As I was writing those opening lines, there was no question in my mind if I was going to be famous it was just a matter of when. “I’m thinking about switching back to Steve Glover because now I’ve kind of begun a career and I don’t know if I want a nickname when I’m famous.” I was so sure that it was just a matter of time before the world found out how totally rad I was that I decided what I really needed to do was get a jump start on my memoir. But sitting there on my bottom bunk in jail-an unemployed, homeless college dropout with some gnarly-looking front teeth-I was absolutely stoked. I hadn’t quite gotten around to getting them fixed.Īnyone with any sense would’ve looked at my life at that point and seen nothing but a grand fucking disaster. Also, my front teeth were all busted up from a drunken face-plant I took off a second-story balcony trying to impress some girl at a party more than a year earlier.
#Professional idiot a memoir free#
I liked to tell people that I was a stuntman, but except for some free T-shirts from a very fledgling Florida-based clothing company called Bizo, I had nothing really to show for six years of videotaping myself skateboarding, jumping from rooftops into shallow pools, and doing whatever else I thought might get people’s attention.
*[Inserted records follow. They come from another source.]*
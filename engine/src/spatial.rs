use chrono::Duration;
use geo::{point, Distance, Haversine};
use itertools::Itertools;
use linfa::Float;
use linfa_nn::{BallTreeIndex, NearestNeighbourIndex};
use ndarray::{arr1, Array2, ArrayView, Dimension};
use serde::Serialize;
use serde_with::serde_as;

use common::types::config::QueryConfig;
use common::types::dataset::Location;
use common::types::StopId;

use crate::errors::QueryResult;
use crate::query::TravelTimes;
use crate::result::PathStep;

#[derive(Debug, Clone, PartialEq, Eq)]
struct HaversineDist;

/// Great-circle metric over [lng, lat] rows, in meters.
impl<F: Float> linfa_nn::distance::Distance<F> for HaversineDist {
    fn distance<D: Dimension>(&self, a: ArrayView<F, D>, b: ArrayView<F, D>) -> F {
        let mut a_iter = a.into_iter();
        let mut b_iter = b.into_iter();
        let point_a = point!(x: *a_iter.next().unwrap(), y: *a_iter.next().unwrap());
        let point_b = point!(x: *b_iter.next().unwrap(), y: *b_iter.next().unwrap());
        let distance = Haversine::distance(point_a, point_b);
        F::from(distance).unwrap()
    }
}

#[derive(Debug, Clone)]
struct SurfacePoint {
    stop: Option<StopId>,
    time: Duration,
    path: Vec<PathStep>,
}

/// A query result flattened into coordinate rows, ready for spatial
/// indexing. Row 0 is always the query origin itself at time zero, so a
/// surface is never empty and points near the origin resolve to their
/// plain walking time.
#[derive(Debug, Clone)]
pub struct TimeSurface {
    coords: Array2<f64>,
    points: Vec<SurfacePoint>,
}

impl TimeSurface {
    pub fn build(times: &TravelTimes) -> Self {
        let mut points = vec![SurfacePoint {
            stop: None,
            time: Duration::zero(),
            path: vec![PathStep::origin()],
        }];
        let mut locations = vec![times.origin];

        // Stable row order keeps index construction reproducible
        for (stop, reached) in times.stops.iter().sorted_by(|a, b| a.0.cmp(b.0)) {
            points.push(SurfacePoint {
                stop: Some(stop.clone()),
                time: reached.time,
                path: reached.path.clone(),
            });
            locations.push(Location { lat: reached.lat, lng: reached.lng });
        }

        let mut coords = Array2::zeros((locations.len(), 2));
        for (row, location) in locations.iter().enumerate() {
            coords[[row, 0]] = location.lng;
            coords[[row, 1]] = location.lat;
        }

        Self { coords, points }
    }

    pub fn len(&self) -> usize {
        self.points.len()
    }

    pub fn is_empty(&self) -> bool {
        self.points.is_empty()
    }

    pub fn index(&self) -> QueryResult<SurfaceIndex<'_>> {
        let index = BallTreeIndex::new(&self.coords, 4, HaversineDist)?;
        Ok(SurfaceIndex { surface: self, index })
    }
}

/// Ball-tree over a [`TimeSurface`], borrowed for the lifetime of the
/// surface it indexes.
pub struct SurfaceIndex<'a> {
    surface: &'a TimeSurface,
    index: BallTreeIndex<'a, f64, HaversineDist>,
}

/// Travel time to an arbitrary coordinate, resolved through the nearest
/// surface points plus the final walk.
#[serde_as]
#[derive(Debug, Clone, Serialize)]
pub struct ResolvedPoint {
    /// Surface point the walk starts from; `None` when it is the origin
    pub stop: Option<StopId>,
    #[serde_as(as = "serde_with::DurationSeconds<i64>")]
    pub time: Duration,
    #[serde_as(as = "serde_with::DurationSeconds<i64>")]
    pub walk_time: Duration,
    /// Itinerary of the winning surface point
    pub path: Vec<PathStep>,
}

impl SurfaceIndex<'_> {
    /// Resolve the travel time to `target`: among the k nearest surface
    /// points within walking distance, the minimum of point time plus
    /// walk time. `None` means the coordinate is out of walking reach
    /// of every considered point.
    pub fn resolve(
        &self,
        target: Location,
        config: &QueryConfig,
    ) -> QueryResult<Option<ResolvedPoint>> {
        let k = config.nearest_neighbours.clamp(1, self.surface.len());
        let query = arr1(&[target.lng, target.lat]);
        let neighbours = self.index.k_nearest(query.view(), k)?;

        let mut best: Option<ResolvedPoint> = None;
        for (coords, row) in neighbours {
            let neighbour = point!(x: coords[0], y: coords[1]);
            let walk_km = Haversine::distance(neighbour, target.point()) / 1_000.0;
            if walk_km > config.walkable_distance_km {
                continue;
            }

            let point = &self.surface.points[row];
            let walk_time = config.walking_speed.travel_time(walk_km);
            let time = point.time + walk_time;
            if best.as_ref().is_none_or(|current| time < current.time) {
                best = Some(ResolvedPoint {
                    stop: point.stop.clone(),
                    time,
                    walk_time,
                    path: point.path.clone(),
                });
            }
        }

        Ok(best)
    }
}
#Professional idiot a memoir license#
I was mostly crashing on friends’ couches in those days or, when things got really desperate, sleeping in my car, which I’d been driving around with a suspended license and expired tags. Mom had kicked me out of the house, and not without good cause: I was an irresponsible slob who seemed completely incapable of keeping any sort of job. The arrest report actually reads: “Defendant declined roadside sobriety tests stating he’d prefer to take a nap.” Upon my arraignment, I pled guilty and asked the judge if I could just start my ten-day sentence immediately, since I couldn’t really afford round-trip bus fare home to South Florida and back.Īctually, “home” is a generous way of describing my living situation at that point. I tried to tell the officer I wasn’t drunk, just tired. I was pulled over for swerving badly while making an illegal U-turn through a red light.

A couple months earlier, I’d gotten my second DUI in less than a year. The Orange County Correctional Facility in Orlando, to be exact.